Le visiteur indésirable pousse le portail, avance à grandes enjambées et stoppe pile devant moi. Confirmation : de très près, il est immense et très impressionnant. Que du muscles, pas un poil de graisse... Et pas compliqué de deviner son humeur. Un caïman de Floride est plus aimable même quand il cherche à vous croquer un jour de grande faim ! L'énergumène  fulmine, limite si de la fumée ne lui sort pas de naseaux. Super, un bulldozer enragé ! Je ne crois pas que la science dispose d'un vaccin pour éradiquer le cas. Le croc brillant et plein de verve, il attaque séance tenante :

— Pourquoi ne pas avoir prévenu que Sasha était chez toi. Tu es complètement irresponsable !

La voix à la sonorité très grave se teinte d'un léger accent. Agréable sans doute, en d'autres circonstances. L'accusation, énorme, me fait à peine hausser un sourcil. Première rencontre de rêve, pourtant je n'ai pas postulé à un nouveau casting de « Mon beau-père et moi* ». Le ton ferait rentrer en terre toute adolescente normale, ce que je ne suis pas, merci Mère-nature... Enzo le rattrape et s'interpose, dégoûté.

— Agathe n'y est pour rien, elle...

— Enzo, je ne t'ai rien demandé ! C'est à elle de me répondre, pas à toi !

Socquette-en-furie, à deux doigts d'exploser, me prend à témoin.

— Tu comprends maintenant...

Je lui offre une grimace compatissante, puis fixe son paternel quand Sasha surgit. Là, nous franchissons un cap alarmant... le dérapage est proche !

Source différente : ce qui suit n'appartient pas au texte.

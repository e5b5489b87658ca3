use tracing::info;

use tpcs_core::context::StagingContext;
use tpcs_core::models::case::{CriteriaFindings, Step, StepRecord};
use tpcs_llm::TextGenerator;

use super::invoke;
use crate::error::WorkflowError;
use crate::prompts;

/// Ask for per-criterion findings for a covered category.
///
/// The response is kept as opaque text and handed to the stage step.
pub async fn analyze_criteria(
    ctx: &StagingContext,
    generator: &dyn TextGenerator,
    category: &str,
    note: &str,
) -> Result<(CriteriaFindings, StepRecord), WorkflowError> {
    let prompt = prompts::criteria(ctx, category, note);
    let record = invoke(generator, Step::AnalyzeCriteria, &prompt).await?;

    info!(category, findings_len = record.response.len(), "criteria analyzed");
    Ok((CriteriaFindings::Analysis(record.response.clone()), record))
}
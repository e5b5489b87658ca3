//! Per-case output files for a `tpcs stage` run.
//!
//! A case only counts as processed once its CSV row (and Markdown report,
//! when enabled) is on disk. A write failure moves the case to the failed
//! list so the status file and exit code report it.

use std::path::{Path, PathBuf};

use eyre::{Result, WrapErr};
use jiff::Zoned;
use tracing::error;

use tpcs_core::models::case::{CaseState, Note};
use tpcs_export::csv_report::{CaseRow, CsvReportWriter};
use tpcs_export::error::ExportError;
use tpcs_export::markdown::write_case_report;
use tpcs_workflow::Workflow;
use tpcs_workflow::batch::BatchOutcome;

pub struct CaseOutputs {
    csv: CsvReportWriter,
    report_dir: Option<PathBuf>,
    report_paths: Vec<PathBuf>,
}

impl CaseOutputs {
    /// Create the CSV (with its header) and the report directory.
    ///
    /// `report_dir` of `None` disables Markdown reports.
    pub fn create(csv_path: &Path, report_dir: Option<PathBuf>) -> Result<Self> {
        let csv_dir = parent_dir(csv_path);
        std::fs::create_dir_all(&csv_dir)
            .wrap_err_with(|| format!("failed to create output directory {}", csv_dir.display()))?;
        if let Some(dir) = &report_dir {
            std::fs::create_dir_all(dir)
                .wrap_err_with(|| format!("failed to create report directory {}", dir.display()))?;
        }
        let csv = CsvReportWriter::create(csv_path)
            .wrap_err_with(|| format!("failed to create {}", csv_path.display()))?;
        Ok(Self {
            csv,
            report_dir,
            report_paths: Vec::new(),
        })
    }

    /// Write the CSV row, then the Markdown report.
    pub fn write(&mut self, case: &CaseState, now: &Zoned) -> Result<(), ExportError> {
        let date = now.strftime("%Y-%m-%d").to_string();
        self.csv.append(&CaseRow::from_case(case, &date))?;
        if let Some(dir) = &self.report_dir {
            let path = write_case_report(dir, case, now)?;
            self.report_paths.push(path);
        }
        Ok(())
    }

    pub fn csv_path(&self) -> &Path {
        self.csv.path()
    }

    pub fn rows(&self) -> usize {
        self.csv.rows()
    }

    pub fn report_dir(&self) -> Option<&Path> {
        self.report_dir.as_deref()
    }

    pub fn report_paths(&self) -> &[PathBuf] {
        &self.report_paths
    }
}

/// Run every note and write its outputs as it completes.
///
/// `on_case` sees each case that finished the workflow, before its outputs
/// are written.
pub async fn stage_notes<F>(
    workflow: &Workflow<'_>,
    notes: Vec<Note>,
    outputs: &mut CaseOutputs,
    mut on_case: F,
) -> BatchOutcome
where
    F: FnMut(&CaseState),
{
    let mut write_failures = Vec::new();
    let mut outcome = workflow
        .run_batch(notes, |case| {
            on_case(case);
            if let Err(e) = outputs.write(case, &Zoned::now()) {
                error!(note = %case.note.id, error = %e, "failed to write case outputs");
                write_failures.push((case.case_id, case.note.id.clone(), e.to_string()));
            }
        })
        .await;

    for (case_id, note_id, error) in write_failures {
        outcome.completed.retain(|case| case.case_id != case_id);
        outcome.record_failure(note_id, None, format!("output not written: {error}"));
    }
    outcome
}

/// Directory holding `path`, `.` for a bare file name.
pub fn parent_dir(path: &Path) -> PathBuf {
    match path.parent() {
        Some(parent) if !parent.as_os_str().is_empty() => parent.to_path_buf(),
        _ => PathBuf::from("."),
    }
}
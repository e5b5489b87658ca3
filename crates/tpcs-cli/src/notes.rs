//! Finding and reading note files.

use std::path::{Path, PathBuf};

use eyre::{Result, WrapErr};

use tpcs_core::models::case::Note;

/// Every `*.txt` file directly inside `dir`, sorted by path.
pub fn discover_notes(dir: &Path) -> Result<Vec<PathBuf>> {
    let entries = std::fs::read_dir(dir)
        .wrap_err_with(|| format!("failed to read notes directory {}", dir.display()))?;

    let mut paths = Vec::new();
    for entry in entries {
        let path = entry
            .wrap_err_with(|| format!("failed to list {}", dir.display()))?
            .path();
        let is_txt = path
            .extension()
            .and_then(|ext| ext.to_str())
            .is_some_and(|ext| ext.eq_ignore_ascii_case("txt"));
        if is_txt && path.is_file() {
            paths.push(path);
        }
    }
    paths.sort();
    Ok(paths)
}

/// Read a note; its id is the path as given.
pub fn read_note(path: &Path) -> Result<Note> {
    let text = std::fs::read_to_string(path)
        .wrap_err_with(|| format!("failed to read note {}", path.display()))?;
    Ok(Note::new(path.display().to_string(), text))
}
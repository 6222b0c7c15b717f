//! REST fetchers for the three live indicator sources. Each fetcher is a
//! thin reqwest call plus a parse function over the raw JSON; parse functions
//! are split out so payload handling is testable without a network.

pub mod ath;
pub mod dominance;
pub mod fear_greed;

pub use ath::fetch_ath_stats;
pub use dominance::fetch_btc_dominance;
pub use fear_greed::fetch_fear_greed;

/// Parse an RFC 3339 / ISO 8601 UTC timestamp string to unix seconds.
/// Tolerates fractional seconds, a trailing `Z`, and offset suffixes on
/// full timestamps; bare `YYYY-MM-DD` dates parse as midnight UTC.
pub fn parse_iso_to_unix_secs(s: &str) -> Option<i64> {
    let s = s.trim();
    let s = s.strip_suffix('Z').unwrap_or(s);
    let s = if let Some(dot) = s.find('.') { &s[..dot] } else { s };
    let s = if s.len() > 19 {
        let b = s.as_bytes()[19];
        if b == b'+' || b == b'-' { &s[..19] } else { s }
    } else {
        s
    };
    let (year, month, day, hour, minute, second): (i64, i64, i64, i64, i64, i64) = if s.len() == 10
    {
        (
            s[0..4].parse().ok()?,
            s[5..7].parse().ok()?,
            s[8..10].parse().ok()?,
            0,
            0,
            0,
        )
    } else if s.len() >= 19 {
        (
            s[0..4].parse().ok()?,
            s[5..7].parse().ok()?,
            s[8..10].parse().ok()?,
            s[11..13].parse().ok()?,
            s[14..16].parse().ok()?,
            s[17..19].parse().ok()?,
        )
    } else {
        return None;
    };

    // Civil date → Julian day number → unix days.
    let a = (14 - month) / 12;
    let y = year + 4800 - a;
    let m = month + 12 * a - 3;
    let jdn = day + (153 * m + 2) / 5 + 365 * y + y / 4 - y / 100 + y / 400 - 32045;
    let unix_days = jdn - 2_440_588;
    Some(unix_days * 86_400 + hour * 3600 + minute * 60 + second)
}

#[cfg(test)]
mod tests {
    use super::*;

    #[test]
    fn parses_full_timestamp_with_fraction_and_zone() {
        // The 2021 BTC ATH instant as CoinGecko reports it.
        let secs = parse_iso_to_unix_secs("2021-11-10T14:24:11.849Z").unwrap();
        assert_eq!(secs, 1_636_554_251);
    }

    #[test]
    fn parses_bare_date_as_midnight_utc() {
        assert_eq!(parse_iso_to_unix_secs("2024-04-20"), Some(1_713_571_200));
    }

    #[test]
    fn rejects_garbage() {
        assert_eq!(parse_iso_to_unix_secs("not a date"), None);
        assert_eq!(parse_iso_to_unix_secs(""), None);
    }
}
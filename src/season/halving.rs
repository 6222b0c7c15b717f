//! Halving calendar and cycle-position lookup.

pub const SECS_PER_DAY: i64 = 86_400;

/// Known and estimated halving instants as UTC unix seconds, strictly
/// increasing. The last entry is the estimated 2028 halving; all others are
/// historical fact.
///
/// 2012-11-28, 2016-07-09, 2020-05-11, 2024-04-20, 2028-04-14 (est).
pub const HALVING_DATES: &[i64] = &[
    1_354_060_800,
    1_468_022_400,
    1_589_155_200,
    1_713_571_200,
    1_839_283_200,
];

/// The most recent halving at or before `now_secs`. Falls back to the first
/// calendar entry when `now_secs` predates the whole table, so the lookup is
/// total over any input.
pub fn last_halving_at(now_secs: i64) -> i64 {
    HALVING_DATES
        .iter()
        .rev()
        .find(|&&d| d <= now_secs)
        .copied()
        .unwrap_or(HALVING_DATES[0])
}

/// Whole days elapsed since the anchoring halving, floored. Negative only in
/// the degenerate case where `now_secs` predates the first calendar entry.
/// Can exceed the modeled cycle length once `now_secs` outruns the last
/// (estimated) entry — the classifier pins progress at 100 in that regime.
pub fn days_since_halving(now_secs: i64) -> i64 {
    (now_secs - last_halving_at(now_secs)).div_euclid(SECS_PER_DAY)
}

#[cfg(test)]
mod tests {
    use super::*;

    #[test]
    fn calendar_is_strictly_increasing() {
        for pair in HALVING_DATES.windows(2) {
            assert!(pair[0] < pair[1]);
        }
    }

    #[test]
    fn anchors_to_most_recent_past_halving() {
        // One day after the 2020 halving.
        let now = 1_589_155_200 + SECS_PER_DAY;
        assert_eq!(last_halving_at(now), 1_589_155_200);
        assert_eq!(days_since_halving(now), 1);
    }

    #[test]
    fn exact_halving_instant_counts_as_day_zero() {
        assert_eq!(days_since_halving(1_713_571_200), 0);
        // One second shy of a full day still floors to 0.
        assert_eq!(days_since_halving(1_713_571_200 + SECS_PER_DAY - 1), 0);
    }

    #[test]
    fn predating_the_calendar_falls_back_to_first_entry() {
        let now = HALVING_DATES[0] - 10 * SECS_PER_DAY;
        assert_eq!(last_halving_at(now), HALVING_DATES[0]);
        assert_eq!(days_since_halving(now), -10);
    }

    #[test]
    fn outrunning_the_calendar_keeps_counting() {
        let last = *HALVING_DATES.last().unwrap();
        let now = last + 2000 * SECS_PER_DAY;
        assert_eq!(last_halving_at(now), last);
        assert_eq!(days_since_halving(now), 2000);
    }
}
/// Database row types matching the schema in migrations/0001_init.sql.
/// Used by sqlx for typed query_as reads.

#[derive(Debug, sqlx::FromRow)]
pub struct SeasonSnapshotRow {
    pub id: i64,
    pub computed_at: i64,
    pub season: String,
    pub progress: f64,
    pub confidence: f64,
    pub days_since_halving: i64,
    pub cycle_position: String,
    pub fear_greed: Option<f64>,
    pub btc_dominance: Option<f64>,
    pub drawdown_pct: Option<f64>,
    pub recovery_pct: Option<f64>,
    pub days_since_ath: Option<i64>,
    /// JSON array of signal strings.
    pub signals: String,
}

#[derive(Debug, sqlx::FromRow)]
pub struct IndicatorReadingRow {
    pub id: i64,
    pub source: String,
    pub value: f64,
    pub detail: Option<String>,
    pub fetched_at: i64,
    pub latency_us: i64,
}
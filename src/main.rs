mod api;
mod config;
mod db;
mod engine;
mod error;
mod indicators;
mod poller;
mod season;
mod state;
mod types;

use std::sync::Arc;
use std::time::Duration;

use tokio::sync::mpsc;
use tracing::{error, info};
use tracing_subscriber::EnvFilter;

use crate::api::health::HealthState;
use crate::api::latency::FetchLatency;
use crate::api::routes::{router, ApiState};
use crate::config::{Config, CHANNEL_CAPACITY, HTTP_TIMEOUT_SECS};
use crate::db::writer::DbWriter;
use crate::engine::SeasonEngine;
use crate::error::Result;
use crate::poller::{bootstrap_indicators, IndicatorPoller};
use crate::state::IndicatorStore;
use crate::types::{IndicatorSource, PersistEvent, SourceUpdateMsg};

#[tokio::main]
async fn main() {
    let cfg = match Config::from_env() {
        Ok(c) => c,
        Err(e) => {
            eprintln!("Config error: {e}");
            std::process::exit(1);
        }
    };

    tracing_subscriber::fmt()
        .with_env_filter(EnvFilter::new(&cfg.log_level))
        .init();

    if let Err(e) = run(cfg).await {
        error!("Fatal error: {e}");
        std::process::exit(1);
    }
}

async fn run(cfg: Config) -> Result<()> {
    // --- Database setup ---
    let pool = sqlx::SqlitePool::connect(&format!("sqlite:{}?mode=rwc", cfg.db_path)).await?;
    sqlx::migrate!("./migrations").run(&pool).await?;
    info!("Database ready at {}", cfg.db_path);

    // --- Shared state ---
    let store = IndicatorStore::new();
    let health = Arc::new(HealthState::new());
    let latency = Arc::new(FetchLatency::new());

    let client = reqwest::Client::builder()
        .timeout(Duration::from_secs(HTTP_TIMEOUT_SECS))
        .build()?;

    // --- REST bootstrap: hydrate all indicator sources before first compute ---
    bootstrap_indicators(&cfg, &client, &store).await;

    // --- Channels ---
    let (update_tx, update_rx) = mpsc::channel::<SourceUpdateMsg>(CHANNEL_CAPACITY);
    let (persist_tx, persist_rx) = mpsc::channel::<PersistEvent>(CHANNEL_CAPACITY);

    // --- Spawn tasks ---

    // Season engine: recomputes on source updates + hourly clock tick.
    // Its interval fires immediately, so the first readout lands right away.
    let engine = SeasonEngine::new(
        Arc::clone(&store),
        update_rx,
        persist_tx.clone(),
        Arc::clone(&health),
    );
    tokio::spawn(async move { engine.run().await });

    // One poller per indicator source, each on its own interval.
    for source in IndicatorSource::ALL {
        let poller = IndicatorPoller::new(
            cfg.clone(),
            client.clone(),
            source,
            Arc::clone(&store),
            update_tx.clone(),
            persist_tx.clone(),
            Arc::clone(&latency),
        );
        tokio::spawn(async move { poller.run().await });
        info!(source = %source, interval_secs = cfg.refresh_secs(source), "poller started");
    }

    // DB writer: persists season snapshots and raw readings.
    let writer = DbWriter::new(pool.clone(), persist_rx, Arc::clone(&health));
    tokio::spawn(async move { writer.run().await });

    // --- HTTP API server ---
    let api_state = ApiState {
        store,
        pool,
        health,
        latency,
    };
    let app = router(api_state);
    let bind_addr = format!("0.0.0.0:{}", cfg.api_port);
    let listener = tokio::net::TcpListener::bind(&bind_addr).await?;
    info!("HTTP API listening on {bind_addr}");

    axum::serve(listener, app).await?;

    Ok(())
}
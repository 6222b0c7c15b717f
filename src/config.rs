use crate::error::{AppError, Result};

pub const FEAR_GREED_API_URL: &str = "https://api.alternative.me";
pub const COINGECKO_API_URL: &str = "https://api.coingecko.com";

/// Outbound HTTP timeout for indicator fetches (seconds).
pub const HTTP_TIMEOUT_SECS: u64 = 30;

/// Fear & Greed refresh interval (seconds). The index updates once a day, so
/// polling faster than this buys nothing.
pub const FEAR_GREED_REFRESH_SECS: u64 = 1800;

/// BTC dominance refresh interval (seconds).
pub const DOMINANCE_REFRESH_SECS: u64 = 300;

/// ATH stats refresh interval (seconds).
pub const ATH_REFRESH_SECS: u64 = 300;

/// A cached reading older than this many refresh intervals is treated as
/// missing and the scorer falls back to its neutral default.
pub const STALE_AFTER_INTERVALS: u64 = 3;

/// Engine clock tick (seconds) — forces a recompute even with no source
/// updates so the day counter rolls over.
pub const RECOMPUTE_TICK_SECS: u64 = 3600;

/// Channel capacity for internal message routing.
pub const CHANNEL_CAPACITY: usize = 256;

/// Day offsets relative to a halving delimiting the four seasons, plus the
/// modeled full cycle length. These are contract constants — the classifier
/// boundaries and progress spans are all derived from them.
pub mod cycle_timing {
    /// Accumulation begins this many days before the halving.
    pub const SPRING_START_DAYS: i64 = -180;
    /// Bull begins at the halving itself.
    pub const SUMMER_START_DAYS: i64 = 0;
    /// Distribution begins this many days after the halving.
    pub const FALL_START_DAYS: i64 = 400;
    /// Bear begins this many days after the halving.
    pub const WINTER_START_DAYS: i64 = 550;
    /// Modeled cycle length; the bear phase nominally ends at
    /// CYCLE_LENGTH_DAYS + SPRING_START_DAYS post-halving.
    pub const CYCLE_LENGTH_DAYS: i64 = 1260;
}

#[derive(Debug, Clone)]
pub struct Config {
    pub fear_greed_api_url: String,
    pub coingecko_api_url: String,
    pub log_level: String,
    pub db_path: String,
    pub api_port: u16,
    /// Fear & Greed poll interval in seconds (FEAR_GREED_REFRESH_SECS).
    pub fear_greed_refresh_secs: u64,
    /// BTC dominance poll interval in seconds (DOMINANCE_REFRESH_SECS).
    pub dominance_refresh_secs: u64,
    /// ATH stats poll interval in seconds (ATH_REFRESH_SECS).
    pub ath_refresh_secs: u64,
}

impl Config {
    pub fn from_env() -> Result<Self> {
        Ok(Self {
            fear_greed_api_url: std::env::var("FEAR_GREED_API_URL")
                .unwrap_or_else(|_| FEAR_GREED_API_URL.to_string()),
            coingecko_api_url: std::env::var("COINGECKO_API_URL")
                .unwrap_or_else(|_| COINGECKO_API_URL.to_string()),
            log_level: std::env::var("LOG_LEVEL").unwrap_or_else(|_| "info".to_string()),
            db_path: std::env::var("DB_PATH").unwrap_or_else(|_| "seasons.db".to_string()),
            api_port: std::env::var("API_PORT")
                .unwrap_or_else(|_| "3000".to_string())
                .parse::<u16>()
                .map_err(|_| AppError::Config("API_PORT must be a valid port number".to_string()))?,
            fear_greed_refresh_secs: std::env::var("FEAR_GREED_REFRESH_SECS")
                .unwrap_or_else(|_| FEAR_GREED_REFRESH_SECS.to_string())
                .parse::<u64>()
                .unwrap_or(FEAR_GREED_REFRESH_SECS),
            dominance_refresh_secs: std::env::var("DOMINANCE_REFRESH_SECS")
                .unwrap_or_else(|_| DOMINANCE_REFRESH_SECS.to_string())
                .parse::<u64>()
                .unwrap_or(DOMINANCE_REFRESH_SECS),
            ath_refresh_secs: std::env::var("ATH_REFRESH_SECS")
                .unwrap_or_else(|_| ATH_REFRESH_SECS.to_string())
                .parse::<u64>()
                .unwrap_or(ATH_REFRESH_SECS),
        })
    }

    /// Poll interval for a source, from env-resolved config.
    pub fn refresh_secs(&self, source: crate::types::IndicatorSource) -> u64 {
        use crate::types::IndicatorSource::*;
        match source {
            FearGreed => self.fear_greed_refresh_secs,
            AthStats => self.ath_refresh_secs,
            BtcDominance => self.dominance_refresh_secs,
        }
    }
}

/// Staleness cutoff for a source in nanoseconds, derived from the default
/// refresh interval. A reading older than this is dropped from snapshots.
pub fn stale_after_ns(source: crate::types::IndicatorSource) -> u64 {
    use crate::types::IndicatorSource::*;
    let interval_secs = match source {
        FearGreed => FEAR_GREED_REFRESH_SECS,
        AthStats => ATH_REFRESH_SECS,
        BtcDominance => DOMINANCE_REFRESH_SECS,
    };
    interval_secs * STALE_AFTER_INTERVALS * 1_000_000_000
}
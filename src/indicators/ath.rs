use crate::error::{AppError, Result};
use crate::indicators::parse_iso_to_unix_secs;
use crate::season::halving::SECS_PER_DAY;
use crate::types::AthStats;

/// Fetch BTC market data from CoinGecko and derive the all-time-high metrics.
pub async fn fetch_ath_stats(
    client: &reqwest::Client,
    base_url: &str,
    now_secs: i64,
) -> Result<AthStats> {
    let url = format!(
        "{base_url}/api/v3/coins/bitcoin?localization=false&tickers=false&market_data=true\
         &community_data=false&developer_data=false&sparkline=false"
    );
    let resp: serde_json::Value = client.get(&url).send().await?.json().await?;
    parse_ath_stats(&resp, now_secs)
        .ok_or_else(|| AppError::Fetch("coin response missing market_data ath fields".to_string()))
}

/// Derive drawdown/recovery/age from a `/coins/bitcoin` payload.
///
/// Drawdown is floored at 0 and recovery capped at 100 — after a fresh
/// all-time high the reported `ath.usd` can briefly lag the live price.
pub fn parse_ath_stats(v: &serde_json::Value, now_secs: i64) -> Option<AthStats> {
    let market_data = v.get("market_data")?;
    let current = market_data.get("current_price")?.get("usd")?.as_f64()?;
    let ath = market_data.get("ath")?.get("usd")?.as_f64()?;
    if ath <= 0.0 || current < 0.0 {
        return None;
    }

    let recovery_pct = (current / ath * 100.0).min(100.0);
    let drawdown_pct = (100.0 - recovery_pct).max(0.0);

    let days_since_ath = market_data
        .get("ath_date")
        .and_then(|d| d.get("usd"))
        .and_then(|d| d.as_str())
        .and_then(parse_iso_to_unix_secs)
        .map(|ath_secs| (now_secs - ath_secs).div_euclid(SECS_PER_DAY).max(0))
        .unwrap_or(0);

    Some(AthStats {
        drawdown_pct,
        recovery_pct,
        days_since_ath,
    })
}

#[cfg(test)]
mod tests {
    use super::*;
    use serde_json::json;

    fn payload(current: f64, ath: f64, ath_date: &str) -> serde_json::Value {
        json!({
            "id": "bitcoin",
            "market_data": {
                "current_price": {"usd": current},
                "ath": {"usd": ath},
                "ath_date": {"usd": ath_date}
            }
        })
    }

    #[test]
    fn derives_drawdown_and_recovery() {
        // 300 days after an ATH of 100k with price at 60k.
        let ath_secs = 1_700_000_000i64;
        let now = ath_secs + 300 * SECS_PER_DAY;
        let v = payload(60_000.0, 100_000.0, "2023-11-14T22:13:20.000Z");
        let stats = parse_ath_stats(&v, now).unwrap();
        assert!((stats.drawdown_pct - 40.0).abs() < 1e-9);
        assert!((stats.recovery_pct - 60.0).abs() < 1e-9);
        assert_eq!(stats.days_since_ath, 300);
    }

    #[test]
    fn fresh_high_clamps_to_zero_drawdown() {
        // Live price above the lagging reported ATH.
        let v = payload(101_000.0, 100_000.0, "2023-11-14T22:13:20.000Z");
        let stats = parse_ath_stats(&v, 1_700_000_000 + SECS_PER_DAY).unwrap();
        assert_eq!(stats.drawdown_pct, 0.0);
        assert_eq!(stats.recovery_pct, 100.0);
    }

    #[test]
    fn unparseable_ath_date_defaults_to_zero_days() {
        let v = payload(60_000.0, 100_000.0, "???");
        let stats = parse_ath_stats(&v, 1_700_000_000).unwrap();
        assert_eq!(stats.days_since_ath, 0);
    }

    #[test]
    fn missing_market_data_yields_none() {
        assert!(parse_ath_stats(&json!({"id": "bitcoin"}), 0).is_none());
        let v = json!({"market_data": {"current_price": {"usd": 1.0}, "ath": {"usd": 0.0}}});
        assert!(parse_ath_stats(&v, 0).is_none());
    }
}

— Pourquoi tu t'en prends à Agathe ? Elle n'a rien fait. C'est comme d'habitude, tu t'en fiches de ce que les autres ont à dire.

Le Chat s'arrête près de moi et crache toute sa colère et sa frustration. Son niveau d'énervement atteint la cote d'alerte. Le souffle court, il déverse toute sa rancune d'une traite.

— T'en as rien à faire de nous. De quel droit tu veux toujours tout diriger ? Tu ne vis même pas avec nous.

Son père fait un pas vers lui. Les choses vont virer à l'aigre, je le sens le « psychodrame ». Blême, Enzo voudrait intervenir avant que les paroles de Sasha ne dépassent la limite mais son paternel l'écarte d'un mouvement de bras qui le fait reculer comme un fétu de paille.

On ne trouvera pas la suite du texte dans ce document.